***** Records to process *****

// SPDX-FileCopyrightText: 2026 Mindflow Contributors
// SPDX-License-Identifier: MIT OR Apache-2.0

//! Single-flight request lifecycle for one journal session.
//!
//! A session moves Idle -> InFlight on an accepted submission and back to
//! Idle when the analyzer answers, whether it succeeded or failed. Only one
//! analysis is outstanding at a time; a submission that arrives while one is
//! in flight is rejected, not queued.
//!
//! The session owns the entry store and the current [`AppError`]. State is
//! kept behind a mutex that is never held across the analyzer call, so the
//! session can be shared by reference while a request is pending.

use std::sync::{Arc, Mutex, MutexGuard, PoisonError};
use std::time::Duration;

use mindflow_core::{AnalysisAdapter, AnalysisResult, JournalEntry, MindflowError};
use tracing::{debug, info, warn};

use crate::aggregate::{self, DashboardSummary, EmotionCount, SentimentCount};
use crate::store::EntryStore;

/// States in the request FSM.
#[derive(Debug, Clone, Copy, PartialEq, Eq, strum::Display)]
#[strum(serialize_all = "snake_case")]
pub enum RequestState {
    /// No analysis outstanding; submissions are accepted.
    Idle,
    /// An analysis is outstanding; submissions are rejected.
    InFlight,
}

/// Coarse, user-facing failure categories.
#[derive(Debug, Clone, Copy, PartialEq, Eq)]
pub enum ErrorCategory {
    Credentials,
    Network,
    Unavailable,
}

impl ErrorCategory {
    /// The message shown to the user for this category.
    pub fn message(self) -> &'static str {
        match self {
            ErrorCategory::Credentials => {
                "API key is invalid or missing. Please check your configuration."
            }
            ErrorCategory::Network => {
                "Network error. Please check your internet connection and try again."
            }
            ErrorCategory::Unavailable => {
                "Failed to analyze the entry. The AI service may be temporarily unavailable."
            }
        }
    }
}

/// Maps an analysis failure to its user-facing category.
pub fn classify(err: &MindflowError) -> ErrorCategory {
    if err.is_credential_failure() {
        return ErrorCategory::Credentials;
    }
    match err {
        MindflowError::Network { .. } => ErrorCategory::Network,
        _ => ErrorCategory::Unavailable,
    }
}

/// The last failed submission, kept so the user can retry it.
#[derive(Debug, Clone, PartialEq, Eq)]
pub struct AppError {
    category: ErrorCategory,
    original_text: String,
}

impl AppError {
    pub fn category(&self) -> ErrorCategory {
        self.category
    }

    pub fn message(&self) -> &'static str {
        self.category.message()
    }

    /// The exact text that was submitted.
    pub fn original_text(&self) -> &str {
        &self.original_text
    }
}

/// Why a submission or retry was turned away without calling the analyzer.
#[derive(Debug, Clone, Copy, PartialEq, Eq)]
pub enum RejectReason {
    /// The text was empty after trimming.
    EmptyInput,
    /// Another analysis is in flight.
    Busy,
    /// `retry` was called with no failed submission on record.
    NothingToRetry,
}

/// Result of [`JournalSession::submit`] and [`JournalSession::retry`].
#[derive(Debug, Clone, PartialEq)]
pub enum SubmitOutcome {
    /// The analysis succeeded; the new entry is now at the head of the store.
    Added(JournalEntry),
    /// The analysis failed; the returned error is now the session's error.
    Failed(AppError),
    /// Nothing happened.
    Rejected(RejectReason),
}

#[derive(Debug, Default)]
struct SessionInner {
    in_flight: bool,
    store: EntryStore,
    error: Option<AppError>,
}

/// One journaling session: entry store, error slot, and the single-flight
/// submit/retry state machine around an [`AnalysisAdapter`].
pub struct JournalSession {
    analyzer: Arc<dyn AnalysisAdapter>,
    deadline: Option<Duration>,
    inner: Mutex<SessionInner>,
}

impl JournalSession {
    /// Creates an idle session with an empty store.
    pub fn new(analyzer: Arc<dyn AnalysisAdapter>) -> Self {
        Self {
            analyzer,
            deadline: None,
            inner: Mutex::new(SessionInner::default()),
        }
    }

    /// Bounds every analyzer call; expiry fails the submission with
    /// [`MindflowError::Timeout`].
    pub fn with_deadline(mut self, deadline: Duration) -> Self {
        self.deadline = Some(deadline);
        self
    }

    /// Submits `text` for analysis.
    ///
    /// Rejected without side effects when `text` is blank or a request is
    /// already in flight. Otherwise clears the current error, calls the
    /// analyzer once, and either prepends a new entry or records an
    /// [`AppError`] carrying `text` verbatim.
    pub async fn submit(&self, text: &str) -> SubmitOutcome {
        if text.trim().is_empty() {
            debug!("rejecting blank submission");
            return SubmitOutcome::Rejected(RejectReason::EmptyInput);
        }

        let flight = {
            let mut inner = self.lock();
            if inner.in_flight {
                debug!("rejecting submission while a request is in flight");
                return SubmitOutcome::Rejected(RejectReason::Busy);
            }
            inner.error = None;
            inner.in_flight = true;
            InFlightGuard { session: self }
        };

        info!(chars = text.chars().count(), "analysis started");
        let result = self.call_analyzer(text).await;

        let mut inner = self.lock();
        inner.in_flight = false;
        flight.disarm();

        match result {
            Ok(analysis) => {
                let entry = JournalEntry::new(text, Some(analysis));
                inner.store.prepend(entry.clone());
                info!(entry_id = %entry.id(), entries = inner.store.len(), "entry added");
                SubmitOutcome::Added(entry)
            }
            Err(err) => {
                let app_error = AppError {
                    category: classify(&err),
                    original_text: text.to_string(),
                };
                warn!(error = %err, category = ?app_error.category, "analysis failed");
                inner.error = Some(app_error.clone());
                SubmitOutcome::Failed(app_error)
            }
        }
    }

    /// Re-submits the text of the last failed submission.
    ///
    /// A no-op when no error is on record. Otherwise clears the error and
    /// behaves exactly like [`submit`](Self::submit) with the original text.
    /// There is no limit on how often a user may retry.
    pub async fn retry(&self) -> SubmitOutcome {
        let text = {
            let mut inner = self.lock();
            match inner.error.take() {
                Some(err) => err.original_text,
                None => return SubmitOutcome::Rejected(RejectReason::NothingToRetry),
            }
        };

        info!("retrying failed submission");
        self.submit(&text).await
    }

    pub fn state(&self) -> RequestState {
        if self.lock().in_flight {
            RequestState::InFlight
        } else {
            RequestState::Idle
        }
    }

    pub fn is_busy(&self) -> bool {
        self.state() == RequestState::InFlight
    }

    /// The current error, if the last submission failed.
    pub fn error(&self) -> Option<AppError> {
        self.lock().error.clone()
    }

    /// Snapshot of all entries, newest first.
    pub fn entries(&self) -> Vec<JournalEntry> {
        self.lock().store.all().to_vec()
    }

    pub fn entry_count(&self) -> usize {
        self.lock().store.len()
    }

    pub fn emotion_frequency(&self) -> Vec<EmotionCount> {
        aggregate::emotion_frequency(self.lock().store.all())
    }

    pub fn sentiment_distribution(&self) -> [SentimentCount; 3] {
        aggregate::sentiment_distribution(self.lock().store.all())
    }

    pub fn dashboard(&self) -> DashboardSummary {
        DashboardSummary::from_entries(self.lock().store.all())
    }

    async fn call_analyzer(&self, text: &str) -> Result<AnalysisResult, MindflowError> {
        match self.deadline {
            Some(deadline) => tokio::time::timeout(deadline, self.analyzer.analyze(text))
                .await
                .unwrap_or(Err(MindflowError::Timeout { duration: deadline })),
            None => self.analyzer.analyze(text).await,
        }
    }

    fn lock(&self) -> MutexGuard<'_, SessionInner> {
        // State transitions cannot panic halfway, so a poisoned lock still
        // holds consistent data.
        self.inner.lock().unwrap_or_else(PoisonError::into_inner)
    }
}

/// Returns the session to Idle if a submission future is dropped mid-flight.
struct InFlightGuard<'a> {
    session: &'a JournalSession,
}

impl InFlightGuard<'_> {
    fn disarm(self) {
        std::mem::forget(self);
    }
}

impl Drop for InFlightGuard<'_> {
    fn drop(&mut self) {
        self.session.lock().in_flight = false;
    }
}
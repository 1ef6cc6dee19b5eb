// SPDX-FileCopyrightText: 2026 Mindflow Contributors
// SPDX-License-Identifier: MIT OR Apache-2.0

//! Figment-to-miette error bridge with fuzzy match suggestions.
//!
//! Converts Figment deserialization errors into miette diagnostics with
//! source spans, valid key listings, and "did you mean?" suggestions using
//! Jaro-Winkler string similarity.

#![allow(unused_assignments)] // miette's Diagnostic derive generates code triggering this lint

use miette::{Diagnostic, NamedSource, SourceSpan};
use thiserror::Error;

/// Minimum Jaro-Winkler similarity score to suggest a correction.
const SUGGESTION_THRESHOLD: f64 = 0.75;

/// A configuration error with rich diagnostic information.
#[derive(Debug, Error, Diagnostic)]
pub enum ConfigError {
    /// An unknown key was found in the configuration.
    #[error("unknown configuration key `{key}`")]
    #[diagnostic(
        code(mindflow::config::unknown_key),
        help("{}", format_unknown_key_help(suggestion.as_deref(), valid_keys))
    )]
    UnknownKey {
        key: String,
        suggestion: Option<String>,
        valid_keys: String,
        #[label("this key is not recognized")]
        span: Option<SourceSpan>,
        #[source_code]
        src: Option<NamedSource<String>>,
    },

    /// A configuration value has the wrong type.
    #[error("invalid type for key `{key}`: {detail}")]
    #[diagnostic(code(mindflow::config::invalid_type), help("expected {expected}"))]
    InvalidType {
        key: String,
        detail: String,
        expected: String,
    },

    /// A required configuration key is missing.
    #[error("missing required key `{key}`")]
    #[diagnostic(
        code(mindflow::config::missing_key),
        help("add `{key} = <value>` to your mindflow.toml")
    )]
    MissingKey { key: String },

    /// A validation error for a config value.
    #[error("validation error: {message}")]
    #[diagnostic(code(mindflow::config::validation))]
    Validation { message: String },

    /// Catch-all for other configuration errors.
    #[error("configuration error: {0}")]
    #[diagnostic(code(mindflow::config::other))]
    Other(String),
}

fn format_unknown_key_help(suggestion: Option<&str>, valid_keys: &str) -> String {
    match suggestion {
        Some(s) => format!("did you mean `{s}`? Valid keys: {valid_keys}"),
        None => format!("valid keys: {valid_keys}"),
    }
}

/// Convert a `figment::Error` into a list of `ConfigError` diagnostics.
///
/// A single figment error may carry several underlying errors; each becomes
/// one diagnostic.
pub fn figment_to_config_errors(
    err: figment::Error,
    toml_sources: &[(String, String)],
) -> Vec<ConfigError> {
    use figment::error::Kind;

    let mut errors = Vec::new();

    for error in err {
        let config_error = match &error.kind {
            Kind::UnknownField(field, expected) => {
                let valid_keys: Vec<&str> = expected.to_vec();
                let suggestion = suggest_key(field, &valid_keys);
                let (span, src) = find_source_span(&error, field, toml_sources);

                ConfigError::UnknownKey {
                    key: field.clone(),
                    suggestion,
                    valid_keys: valid_keys.join(", "),
                    span,
                    src,
                }
            }
            Kind::MissingField(field) => ConfigError::MissingKey {
                key: field.clone().into_owned(),
            },
            Kind::InvalidType(actual, expected) => {
                let key = error
                    .path
                    .iter()
                    .map(|s| s.to_string())
                    .collect::<Vec<_>>()
                    .join(".");
                ConfigError::InvalidType {
                    key,
                    detail: format!("found {actual}, expected {expected}"),
                    expected: expected.to_string(),
                }
            }
            _ => ConfigError::Other(format!("{error}")),
        };

        errors.push(config_error);
    }

    errors
}

fn find_source_span(
    error: &figment::error::Error,
    field: &str,
    toml_sources: &[(String, String)],
) -> (Option<SourceSpan>, Option<NamedSource<String>>) {
    let source_path = error
        .metadata
        .as_ref()
        .and_then(|m| m.source.as_ref())
        .and_then(|s| match s {
            figment::Source::File(path) => Some(path.display().to_string()),
            _ => None,
        });

    // Inline strings have no file source; fall back to the only source given.
    let source = match source_path {
        Some(path) => toml_sources.iter().find(|(p, _)| *p == path),
        None if toml_sources.len() == 1 => toml_sources.first(),
        None => None,
    };

    if let Some((path, content)) = source {
        let section: Vec<String> = error.path.iter().map(|s| s.to_string()).collect();

        if let Some(offset) = find_key_offset(content, &section, field) {
            let span = SourceSpan::new(offset.into(), field.len());
            let named = NamedSource::new(path, content.to_string());
            return (Some(span), Some(named));
        }
    }

    (None, None)
}

/// Find the byte offset of a key in TOML content, relative to a section path.
///
/// For `path = ["gemini"]` and `field = "modle"`, finds the `[gemini]` header
/// and then the first line starting with `modle`. Top-level fields are
/// searched from the start.
pub fn find_key_offset(content: &str, path: &[String], field: &str) -> Option<usize> {
    let search_start = match path.first() {
        None => 0,
        Some(section) => {
            let header = format!("[{section}]");
            content.find(&header).map(|pos| pos + header.len())?
        }
    };

    let remaining = &content[search_start..];

    let mut byte_offset = 0;
    for line in remaining.lines() {
        let trimmed = line.trim_start();
        if let Some(after) = trimmed.strip_prefix(field)
            && (after.starts_with(' ') || after.starts_with('=') || after.starts_with('\t'))
        {
            let field_start_in_line = line.len() - trimmed.len();
            return Some(search_start + byte_offset + field_start_in_line);
        }
        byte_offset += line.len() + 1;
    }

    None
}

/// Suggest a similar key name using Jaro-Winkler string similarity.
///
/// Returns the best match above the similarity threshold, or `None`.
pub fn suggest_key(unknown: &str, valid_keys: &[&str]) -> Option<String> {
    let mut best_score = SUGGESTION_THRESHOLD;
    let mut best_match = None;

    for &key in valid_keys {
        let score = strsim::jaro_winkler(unknown, key);
        if score > best_score {
            best_score = score;
            best_match = Some(key.to_string());
        }
    }

    best_match
}

/// Render a list of `ConfigError`s to stderr using miette's graphical handler.
pub fn render_errors(errors: &[ConfigError]) {
    use miette::GraphicalReportHandler;

    let handler = GraphicalReportHandler::new();
    for error in errors {
        let mut buf = String::new();
        let diagnostic: &dyn Diagnostic = error;
        if handler.render_report(&mut buf, diagnostic).is_ok() {
            eprint!("{buf}");
        } else {
            eprintln!("Error: {error}");
        }
    }
}

#[cfg(test)]
mod tests {
    use super::*;

    #[test]
    fn suggest_modle_for_model() {
        let valid = &["api_key", "model", "base_url", "temperature", "request_timeout_secs"];
        assert_eq!(suggest_key("modle", valid), Some("model".to_string()));
    }

    #[test]
    fn suggest_temprature_for_temperature() {
        let valid = &["api_key", "model", "base_url", "temperature", "request_timeout_secs"];
        assert_eq!(
            suggest_key("temprature", valid),
            Some("temperature".to_string())
        );
    }

    #[test]
    fn no_suggestion_for_distant_typo() {
        let valid = &["name", "log_level"];
        assert_eq!(suggest_key("zzzzzz", valid), None);
    }

    #[test]
    fn find_key_offset_in_section() {
        let content = "[journal]\nname = \"x\"\n\n[gemini]\nmodle = \"test\"\n";
        let path = vec!["gemini".to_string()];
        let o = find_key_offset(content, &path, "modle").expect("offset");
        assert_eq!(&content[o..o + 5], "modle");
    }

    #[test]
    fn find_key_offset_requires_separator() {
        let content = "[gemini]\nmodel_name = 1\n";
        let path = vec!["gemini".to_string()];
        assert_eq!(find_key_offset(content, &path, "model"), None);
    }
}
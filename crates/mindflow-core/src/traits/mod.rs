// SPDX-FileCopyrightText: 2026 Mindflow Contributors
// SPDX-License-Identifier: MIT OR Apache-2.0

//! Adapter trait definitions.
//!
//! All adapters extend the [`PluginAdapter`] base trait and use
//! `#[async_trait]` for dynamic dispatch compatibility.

pub mod adapter;
pub mod analysis;

pub use adapter::PluginAdapter;
pub use analysis::AnalysisAdapter;
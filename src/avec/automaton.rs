//! Decoded automaton histories and windowed rendering.

use alloc::{vec, vec::Vec};

use crate::sans::row::Row;

use super::{slice, surface::Surface};

/// An ordered history of rows, one per generation.
///
/// Row `i` is the `i`-th record of the stream it was decoded from, and is drawn
/// on line `i` of the history.
#[derive(Debug, Clone, PartialEq, Eq, Hash)]
pub struct Automaton<B> {
    rows: Vec<Row<B>>,
}

impl<'a> Automaton<&'a [u8]> {
    /// Decode an automaton from a slice, borrowing each row's cells.
    pub fn from_slice(r: &'a [u8]) -> Result<Self, slice::Error> {
        slice::decode(r).map(Self::new)
    }
}

impl<B: AsRef<[u8]>> Automaton<B> {
    pub fn new(rows: Vec<Row<B>>) -> Self {
        Self { rows }
    }

    pub fn rows(&self) -> &[Row<B>] {
        &self.rows
    }

    /// The row on line `y`, if one exists.
    pub fn get(&self, y: i64) -> Option<&Row<B>> {
        usize::try_from(y).ok().and_then(|y| self.rows.get(y))
    }

    pub fn len(&self) -> usize {
        self.rows.len()
    }

    pub fn is_empty(&self) -> bool {
        self.rows.is_empty()
    }

    /// Render the window of `w` columns from `x` and `h` lines from `y`.
    ///
    /// Cells are extracted with [`Row::slice_into`]. A cell holding 0 is
    /// painted; a cell holding 1 is left blank. Lines without a row, including
    /// those above line 0, are left blank.
    pub fn render<S: Surface>(&self, x: i64, y: i64, w: usize, h: usize) -> S {
        self.paint(x, y, w, h, Row::slice_into)
    }

    /// Render a window as [`Automaton::render`] does, but extract cells with
    /// [`Row::window_into`] so the explicit segment of each row is drawn.
    pub fn render_window<S: Surface>(&self, x: i64, y: i64, w: usize, h: usize) -> S {
        self.paint(x, y, w, h, Row::window_into)
    }

    fn paint<S: Surface>(
        &self,
        x: i64,
        y: i64,
        w: usize,
        h: usize,
        extract: impl Fn(&Row<B>, i64, &mut [u8]),
    ) -> S {
        let mut surface = S::create(w, h);

        // Reused for every line of the window.
        let mut cells = vec![0; w];

        for j in 0..h {
            let Some(row) = y.checked_add_unsigned(j as u64).and_then(|y| self.get(y)) else {
                continue;
            };

            extract(row, x, &mut cells);

            for (i, _) in cells.iter().enumerate().filter(|(_, c)| **c == 0) {
                surface.paint(i, j);
            }
        }

        debug!(x, y, width = w, height = h, "rendered window");

        surface
    }
}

*****

§ **Exercise instructions**
Pick each line holding the word "above" out of the data and copy it.

§ **Exercise output**
/// Returns the best match above the similarity threshold, or `None`.
    /// those above line 0, are left blank.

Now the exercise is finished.